__PROBLEM__. Exactly reproduce the lines beginning with the line that includes "to render man" and ending with the last line of the data.

^^^^^^^^

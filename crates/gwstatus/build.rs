use std::fs;
use std::path::PathBuf;

use clap::CommandFactory;

// cli.rs only depends on clap, so it compiles here on its own.
#[path = "src/cli.rs"]
mod cli;

fn main() {
    println!("cargo::rerun-if-changed=src/cli.rs");

    let out_dir: PathBuf =
        std::env::var_os("OUT_DIR").expect("OUT_DIR not set by Cargo").into();
    let man_dir = out_dir.join("man");
    fs::create_dir_all(&man_dir).expect("failed to create man output directory");

    let cmd = cli::Cli::command();
    let path = man_dir.join(format!("{}.1", cmd.get_name()));

    let mut buf = Vec::new();
    clap_mangen::Man::new(cmd)
        .render(&mut buf)
        .unwrap_or_else(|e| panic!("failed to render man page: {e}"));
    fs::write(&path, buf).unwrap_or_else(|e| panic!("failed to write {}: {e}", path.display()));
}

^^^^^^^^

__WRITTEN ANSWER__.
        .unwrap_or_else(|e| panic!("failed to render man page: {e}"));
    fs::write(&path, buf).unwrap_or_else(|e| panic!("failed to write {}: {e}", path.display()));
}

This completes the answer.